Copy out each line of the entries below in which the string "axum" appears.

Top of RECORDS

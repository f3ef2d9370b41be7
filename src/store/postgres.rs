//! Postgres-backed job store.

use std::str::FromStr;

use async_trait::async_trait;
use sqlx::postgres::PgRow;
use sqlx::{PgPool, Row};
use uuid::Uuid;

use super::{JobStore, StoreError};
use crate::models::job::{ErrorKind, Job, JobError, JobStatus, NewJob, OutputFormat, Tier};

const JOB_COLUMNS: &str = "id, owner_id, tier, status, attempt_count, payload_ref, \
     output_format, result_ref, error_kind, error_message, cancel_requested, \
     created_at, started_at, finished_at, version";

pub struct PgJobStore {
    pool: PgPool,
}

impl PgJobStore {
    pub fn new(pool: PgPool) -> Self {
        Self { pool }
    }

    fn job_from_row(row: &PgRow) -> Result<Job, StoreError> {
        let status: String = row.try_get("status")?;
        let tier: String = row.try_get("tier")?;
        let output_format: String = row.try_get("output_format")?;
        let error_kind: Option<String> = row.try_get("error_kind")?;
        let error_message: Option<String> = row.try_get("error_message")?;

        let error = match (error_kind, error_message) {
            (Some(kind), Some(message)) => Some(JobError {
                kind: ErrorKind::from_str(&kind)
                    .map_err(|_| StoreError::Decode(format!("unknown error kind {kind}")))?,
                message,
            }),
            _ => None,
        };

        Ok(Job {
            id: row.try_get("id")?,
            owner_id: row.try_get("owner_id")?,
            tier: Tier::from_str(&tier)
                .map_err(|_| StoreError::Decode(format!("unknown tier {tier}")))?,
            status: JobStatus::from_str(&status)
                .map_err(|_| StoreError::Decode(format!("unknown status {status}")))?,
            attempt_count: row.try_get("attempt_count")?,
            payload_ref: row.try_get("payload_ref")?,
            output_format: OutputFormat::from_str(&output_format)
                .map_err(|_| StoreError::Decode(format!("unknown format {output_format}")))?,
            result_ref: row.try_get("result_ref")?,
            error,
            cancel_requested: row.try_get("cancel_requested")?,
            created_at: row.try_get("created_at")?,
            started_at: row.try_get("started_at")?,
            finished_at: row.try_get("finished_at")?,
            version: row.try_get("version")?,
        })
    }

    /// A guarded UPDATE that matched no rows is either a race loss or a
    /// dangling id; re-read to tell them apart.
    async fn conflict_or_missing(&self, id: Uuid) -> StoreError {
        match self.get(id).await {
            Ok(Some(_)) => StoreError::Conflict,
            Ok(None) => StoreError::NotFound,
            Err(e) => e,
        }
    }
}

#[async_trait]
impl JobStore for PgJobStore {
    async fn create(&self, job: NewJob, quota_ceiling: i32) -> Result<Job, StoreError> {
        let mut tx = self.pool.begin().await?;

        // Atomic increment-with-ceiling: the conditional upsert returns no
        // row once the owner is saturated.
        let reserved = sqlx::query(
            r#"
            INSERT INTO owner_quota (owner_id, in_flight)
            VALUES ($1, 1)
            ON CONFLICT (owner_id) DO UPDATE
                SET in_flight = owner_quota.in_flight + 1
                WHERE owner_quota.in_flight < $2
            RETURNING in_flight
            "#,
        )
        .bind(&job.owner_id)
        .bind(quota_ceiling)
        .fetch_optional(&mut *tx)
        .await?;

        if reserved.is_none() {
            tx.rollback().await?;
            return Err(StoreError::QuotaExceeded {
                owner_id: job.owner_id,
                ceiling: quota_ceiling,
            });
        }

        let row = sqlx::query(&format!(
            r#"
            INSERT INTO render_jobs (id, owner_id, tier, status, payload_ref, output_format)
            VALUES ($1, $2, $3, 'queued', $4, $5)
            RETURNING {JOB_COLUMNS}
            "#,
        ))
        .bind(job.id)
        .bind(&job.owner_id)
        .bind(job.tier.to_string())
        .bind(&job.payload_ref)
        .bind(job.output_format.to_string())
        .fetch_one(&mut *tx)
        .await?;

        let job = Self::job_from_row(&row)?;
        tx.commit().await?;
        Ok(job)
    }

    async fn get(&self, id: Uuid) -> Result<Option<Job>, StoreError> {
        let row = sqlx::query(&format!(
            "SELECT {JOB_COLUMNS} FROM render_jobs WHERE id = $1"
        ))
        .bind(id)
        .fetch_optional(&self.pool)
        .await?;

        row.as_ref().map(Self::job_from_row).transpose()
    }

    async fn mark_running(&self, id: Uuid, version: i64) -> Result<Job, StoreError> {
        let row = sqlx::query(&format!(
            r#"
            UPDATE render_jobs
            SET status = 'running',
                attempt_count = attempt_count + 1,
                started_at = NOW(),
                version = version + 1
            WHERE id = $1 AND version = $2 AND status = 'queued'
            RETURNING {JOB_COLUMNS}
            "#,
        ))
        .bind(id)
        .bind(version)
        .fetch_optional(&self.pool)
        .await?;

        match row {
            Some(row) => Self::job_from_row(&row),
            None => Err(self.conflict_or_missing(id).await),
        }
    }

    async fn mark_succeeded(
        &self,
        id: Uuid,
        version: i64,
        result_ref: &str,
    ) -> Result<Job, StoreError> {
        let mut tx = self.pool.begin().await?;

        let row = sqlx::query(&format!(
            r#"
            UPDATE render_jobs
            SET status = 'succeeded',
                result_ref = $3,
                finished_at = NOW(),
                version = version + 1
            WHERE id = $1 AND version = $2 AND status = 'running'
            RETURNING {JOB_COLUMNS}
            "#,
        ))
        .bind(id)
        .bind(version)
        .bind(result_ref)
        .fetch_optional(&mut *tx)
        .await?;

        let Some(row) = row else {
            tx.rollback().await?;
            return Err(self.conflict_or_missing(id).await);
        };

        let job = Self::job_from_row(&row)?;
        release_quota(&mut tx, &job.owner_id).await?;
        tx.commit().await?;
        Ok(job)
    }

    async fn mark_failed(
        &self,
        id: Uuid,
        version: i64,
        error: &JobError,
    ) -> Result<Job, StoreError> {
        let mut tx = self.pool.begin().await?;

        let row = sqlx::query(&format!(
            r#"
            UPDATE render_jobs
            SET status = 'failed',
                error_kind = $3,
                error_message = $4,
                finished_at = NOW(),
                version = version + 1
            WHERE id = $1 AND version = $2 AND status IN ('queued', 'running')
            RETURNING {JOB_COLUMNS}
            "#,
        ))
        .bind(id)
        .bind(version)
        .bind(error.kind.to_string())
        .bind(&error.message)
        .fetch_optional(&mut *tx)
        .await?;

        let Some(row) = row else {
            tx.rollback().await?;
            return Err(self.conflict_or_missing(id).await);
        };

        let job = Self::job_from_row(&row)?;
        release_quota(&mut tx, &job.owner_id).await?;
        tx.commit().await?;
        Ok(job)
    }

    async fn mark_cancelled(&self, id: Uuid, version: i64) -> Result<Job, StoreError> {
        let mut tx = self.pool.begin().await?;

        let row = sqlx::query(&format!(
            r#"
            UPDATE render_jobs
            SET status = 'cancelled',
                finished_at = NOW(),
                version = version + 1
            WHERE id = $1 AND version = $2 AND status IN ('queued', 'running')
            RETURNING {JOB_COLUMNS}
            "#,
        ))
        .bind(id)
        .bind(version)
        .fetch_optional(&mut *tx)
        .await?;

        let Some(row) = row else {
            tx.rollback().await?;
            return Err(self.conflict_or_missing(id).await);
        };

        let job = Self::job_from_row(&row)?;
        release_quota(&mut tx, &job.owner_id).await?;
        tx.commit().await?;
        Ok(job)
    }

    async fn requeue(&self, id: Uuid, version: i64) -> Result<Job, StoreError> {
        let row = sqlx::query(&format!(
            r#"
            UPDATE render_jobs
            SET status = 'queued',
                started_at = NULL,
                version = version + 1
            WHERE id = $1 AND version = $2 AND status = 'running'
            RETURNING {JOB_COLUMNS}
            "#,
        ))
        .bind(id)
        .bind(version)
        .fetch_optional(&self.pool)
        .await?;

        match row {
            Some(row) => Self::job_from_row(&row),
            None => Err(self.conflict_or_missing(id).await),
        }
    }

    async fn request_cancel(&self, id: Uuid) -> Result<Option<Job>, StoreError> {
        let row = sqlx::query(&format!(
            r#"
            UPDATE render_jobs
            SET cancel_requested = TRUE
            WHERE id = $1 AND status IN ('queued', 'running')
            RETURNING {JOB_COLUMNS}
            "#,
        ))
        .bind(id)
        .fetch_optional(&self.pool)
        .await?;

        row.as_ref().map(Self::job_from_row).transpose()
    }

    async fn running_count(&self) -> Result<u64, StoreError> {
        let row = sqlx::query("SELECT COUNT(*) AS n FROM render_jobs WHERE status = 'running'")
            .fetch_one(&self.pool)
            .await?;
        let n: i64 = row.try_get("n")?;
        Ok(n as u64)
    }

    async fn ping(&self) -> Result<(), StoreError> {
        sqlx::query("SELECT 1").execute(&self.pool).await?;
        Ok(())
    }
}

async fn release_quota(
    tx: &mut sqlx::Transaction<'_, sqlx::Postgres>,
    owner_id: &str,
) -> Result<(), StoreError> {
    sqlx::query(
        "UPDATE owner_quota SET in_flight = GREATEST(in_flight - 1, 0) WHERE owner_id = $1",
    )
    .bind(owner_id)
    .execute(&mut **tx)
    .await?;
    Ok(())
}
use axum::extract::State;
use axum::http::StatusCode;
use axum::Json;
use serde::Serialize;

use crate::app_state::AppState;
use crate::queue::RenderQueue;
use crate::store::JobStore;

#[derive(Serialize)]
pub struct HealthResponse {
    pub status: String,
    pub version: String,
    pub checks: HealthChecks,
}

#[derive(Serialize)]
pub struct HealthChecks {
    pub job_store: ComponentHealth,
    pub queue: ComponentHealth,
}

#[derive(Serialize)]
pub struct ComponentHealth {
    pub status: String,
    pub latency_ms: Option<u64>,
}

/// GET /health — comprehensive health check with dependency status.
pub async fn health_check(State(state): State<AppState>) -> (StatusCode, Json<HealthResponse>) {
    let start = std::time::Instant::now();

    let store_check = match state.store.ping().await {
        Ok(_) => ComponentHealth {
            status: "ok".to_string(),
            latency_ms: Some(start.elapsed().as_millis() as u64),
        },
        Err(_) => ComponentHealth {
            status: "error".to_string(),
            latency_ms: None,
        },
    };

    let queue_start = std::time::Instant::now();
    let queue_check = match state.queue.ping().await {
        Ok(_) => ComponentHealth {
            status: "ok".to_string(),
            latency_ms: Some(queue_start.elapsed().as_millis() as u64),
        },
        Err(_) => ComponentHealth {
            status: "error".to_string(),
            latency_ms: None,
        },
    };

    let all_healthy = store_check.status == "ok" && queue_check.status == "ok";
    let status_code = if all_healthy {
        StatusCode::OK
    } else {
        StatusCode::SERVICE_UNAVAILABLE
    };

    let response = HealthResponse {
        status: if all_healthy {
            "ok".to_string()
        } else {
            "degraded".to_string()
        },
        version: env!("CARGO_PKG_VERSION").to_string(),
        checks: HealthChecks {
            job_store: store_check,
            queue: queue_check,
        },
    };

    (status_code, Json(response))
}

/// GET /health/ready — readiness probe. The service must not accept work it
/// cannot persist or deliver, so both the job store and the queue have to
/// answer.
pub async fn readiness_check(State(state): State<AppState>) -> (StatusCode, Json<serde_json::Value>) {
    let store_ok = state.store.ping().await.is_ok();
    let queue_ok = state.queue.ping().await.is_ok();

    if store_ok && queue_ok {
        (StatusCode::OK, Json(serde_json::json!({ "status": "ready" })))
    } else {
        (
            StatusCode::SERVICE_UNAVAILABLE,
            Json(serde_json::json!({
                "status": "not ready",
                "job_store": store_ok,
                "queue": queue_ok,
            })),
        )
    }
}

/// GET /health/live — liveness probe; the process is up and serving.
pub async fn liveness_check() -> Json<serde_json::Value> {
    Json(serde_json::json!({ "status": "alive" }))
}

Bottom of RECORDS

▸ ANSWER:
use axum::extract::State;
use axum::http::StatusCode;
use axum::Json;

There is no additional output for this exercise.